The phone rang. It was Shawn. Did I want to watch a movie? I said I did, and a few minutes later I heard a loud rumble and looked out the window. With his booming black motorcycle and his wide-brimmed Aussie hat, he seemed entirely out of place parking parallel to Grandma’s white picket fence. Grandma started making brownies, and Shawn and I went upstairs to choose a movie.
We paused the movie when Grandma delivered the brownies. We ate them in silence, our spoons clicking loudly against Grandma’s porcelain plates. “You’ll get your twenty-seven,” Shawn said suddenly when we’d finished.
“It doesn’t matter,” I said. “I don’t think I’ll go either way. What if Dad’s right? What if I get brainwashed?”
Shawn shrugged. “You’re as smart as Dad. If Dad’s right, you’ll know when you get there.”
The movie ended. We told Grandma good night. It was a balmy summer evening, perfect for the motorcycle, and Shawn said I should ride home with him, we’d get the car tomorrow. He revved the engine, waiting for me to climb on. I took a step toward him, then remembered the math book on Grandma’s table.
“You go,” I said. “I’ll be right behind you.”
Shawn yanked his hat down on his head, spun the bike around and charged down the empty street.
I drove in a happy stupor. The night was black—that thick darkness that belongs only in backcountry, where the houses are few and the streetlights fewer, where starlight goes unchallenged. I navigated the winding highway as I’d done numberless times before, racing down the Bear River Hill, coasting through the flat stretch parallel to Fivemile Creek. Up ahead the road climbed and bent to the right. I knew the curve was there without looking for it, and wondered at the still headlights I saw shining in the blackness.
I began the ascent. There was a pasture to my left, a ditch to my right. As the incline began in earnest I saw three cars pulled off near the ditch. The doors were open, the cab lights on. Seven or eight people huddled around something on the gravel. I changed lanes to drive around them, but stopped when I saw a small object lying in the middle of the highway.

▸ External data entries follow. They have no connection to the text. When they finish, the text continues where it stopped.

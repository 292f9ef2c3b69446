use axum::{
    extract::State,
    http::StatusCode,
    routing::get,
    Router,
};
use std::sync::Arc;
use tracing::info;
use uuid::Uuid;

use crate::{
    auth::AuthUser,
    errors::ApiError,
    extract::{Json, Path},
    models::{Faq, CreateFaq, UpdateFaq},
    permissions::{Action, Resource},
    AppState,
};

pub fn router() -> Router<Arc<AppState>> {
    Router::new()
        .route("/", get(list_faqs).post(create_faq))
        .route("/{id}", get(get_faq).put(update_faq).delete(delete_faq))
}

#[utoipa::path(
    get,
    path = "/api/admin/faqs",
    tag = "admin",
    operation_id = "admin_list_faqs",
    security(("bearer_auth" = [])),
    responses(
        (status = 200, description = "All FAQs, inactive included", body = Vec<Faq>),
        (status = 403, description = "Forbidden")
    )
)]
pub async fn list_faqs(
    auth_user: AuthUser,
    State(state): State<Arc<AppState>>,
) -> Result<Json<Vec<Faq>>, ApiError> {
    auth_user.require(Resource::Faq, Action::Read)?;
    Ok(Json(state.require_db()?.get_all_faqs().await?))
}

#[utoipa::path(
    get,
    path = "/api/admin/faqs/{id}",
    tag = "admin",
    operation_id = "admin_get_faq",
    security(("bearer_auth" = [])),
    params(("id" = Uuid, Path, description = "Record ID")),
    responses(
        (status = 200, description = "The record", body = Faq),
        (status = 403, description = "Forbidden"),
        (status = 404, description = "Not found")
    )
)]
pub async fn get_faq(
    auth_user: AuthUser,
    State(state): State<Arc<AppState>>,
    Path(id): Path<Uuid>,
) -> Result<Json<Faq>, ApiError> {
    auth_user.require(Resource::Faq, Action::Read)?;
    state
        .require_db()?
        .get_faq_by_id(id)
        .await?
        .map(Json)
        .ok_or(ApiError::NotFound)
}

#[utoipa::path(
    post,
    path = "/api/admin/faqs",
    tag = "admin",
    operation_id = "admin_create_faq",
    security(("bearer_auth" = [])),
    request_body = CreateFaq,
    responses(
        (status = 201, description = "Created", body = Faq),
        (status = 400, description = "Invalid payload"),
        (status = 403, description = "Forbidden")
    )
)]
pub async fn create_faq(
    auth_user: AuthUser,
    State(state): State<Arc<AppState>>,
    Json(payload): Json<CreateFaq>,
) -> Result<(StatusCode, Json<Faq>), ApiError> {
    auth_user.require(Resource::Faq, Action::Create)?;
    let payload = payload.validate()?;
    let created = state.require_db()?.create_faq(&payload).await?;
    info!("{} created FAQ {}", auth_user.username, created.id);

    Ok((StatusCode::CREATED, Json(created)))
}

#[utoipa::path(
    put,
    path = "/api/admin/faqs/{id}",
    tag = "admin",
    operation_id = "admin_update_faq",
    security(("bearer_auth" = [])),
    params(("id" = Uuid, Path, description = "Record ID")),
    request_body = UpdateFaq,
    responses(
        (status = 200, description = "Updated", body = Faq),
        (status = 400, description = "Invalid payload"),
        (status = 403, description = "Forbidden"),
        (status = 404, description = "Not found")
    )
)]
pub async fn update_faq(
    auth_user: AuthUser,
    State(state): State<Arc<AppState>>,
    Path(id): Path<Uuid>,
    Json(patch): Json<UpdateFaq>,
) -> Result<Json<Faq>, ApiError> {
    auth_user.require(Resource::Faq, Action::Update)?;
    let db = state.require_db()?;

    let existing = db.get_faq_by_id(id).await?.ok_or(ApiError::NotFound)?;
    let merged = patch.apply(existing)?;
    let updated = db.update_faq(&merged).await?.ok_or(ApiError::NotFound)?;
    info!("{} updated FAQ {}", auth_user.username, id);

    Ok(Json(updated))
}

#[utoipa::path(
    delete,
    path = "/api/admin/faqs/{id}",
    tag = "admin",
    operation_id = "admin_delete_faq",
    security(("bearer_auth" = [])),
    params(("id" = Uuid, Path, description = "Record ID")),
    responses(
        (status = 204, description = "Deleted"),
        (status = 403, description = "Forbidden"),
        (status = 404, description = "Not found")
    )
)]
pub async fn delete_faq(
    auth_user: AuthUser,
    State(state): State<Arc<AppState>>,
    Path(id): Path<Uuid>,
) -> Result<StatusCode, ApiError> {
    auth_user.require(Resource::Faq, Action::Delete)?;

    if !state.require_db()?.delete_faq(id).await? {
        return Err(ApiError::NotFound);
    }
    info!("{} deleted FAQ {}", auth_user.username, id);

    Ok(StatusCode::NO_CONTENT)
}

It was a wide-brimmed Aussie hat.
I pulled over and ran toward the people clustered by the ditch. “Shawn!” I shouted.
The crowd parted to let me through. Shawn was facedown on the gravel, lying in a pool of blood that looked pink in the glare from the headlights. He wasn’t moving. “He hit a cow coming around the corner,” a man said. “It’s so dark tonight, he didn’t even see it. We’ve called an ambulance. We don’t dare move him.”
Shawn’s body was contorted, his back twisted. I had no idea how long an ambulance might take, and there was so much blood. I decided to stop the bleeding. I dug my hands under his shoulder and heaved but I couldn’t lift him. I looked up at the crowd and recognized a face. Dwain.* He was one of us. Mother had midwifed four of his eight children.
“Dwain! Help me turn him.”
Dwain hefted Shawn onto his back. For a second that contained an hour, I stared at my brother, watching the blood trickle out of his temple and down his right cheek, pouring over his ear and onto his white T-shirt. His eyes were closed, his mouth open. The blood was oozing from a hole the size of a golf ball in his forehead. It looked as though his temple had been dragged on the asphalt, scraping away skin, then bone. I leaned close and peered inside the wound. Something soft and spongy glistened back at me. I slipped out of my jacket and pressed it to Shawn’s head.
When I touched the abrasion, Shawn released a long sigh and his eyes opened.
“Sidlister,” he mumbled. Then he seemed to lose consciousness.
My cellphone was in my pocket. I dialed. Dad answered.
I must have been frantic, sputtering. I said Shawn had crashed his bike, that he had a hole in his head.
“Slow down. What happened?”
I said it all a second time. “What should I do?”
“Bring him home,” Dad said. “Your mother will deal with it.”
I opened my mouth but no words came out. Finally, I said, “I’m not joking. His brain, I can see it!”
“Bring him home,” Dad said. “Your mother can handle it.” Then: the dull drone of a dial tone. He’d hung up.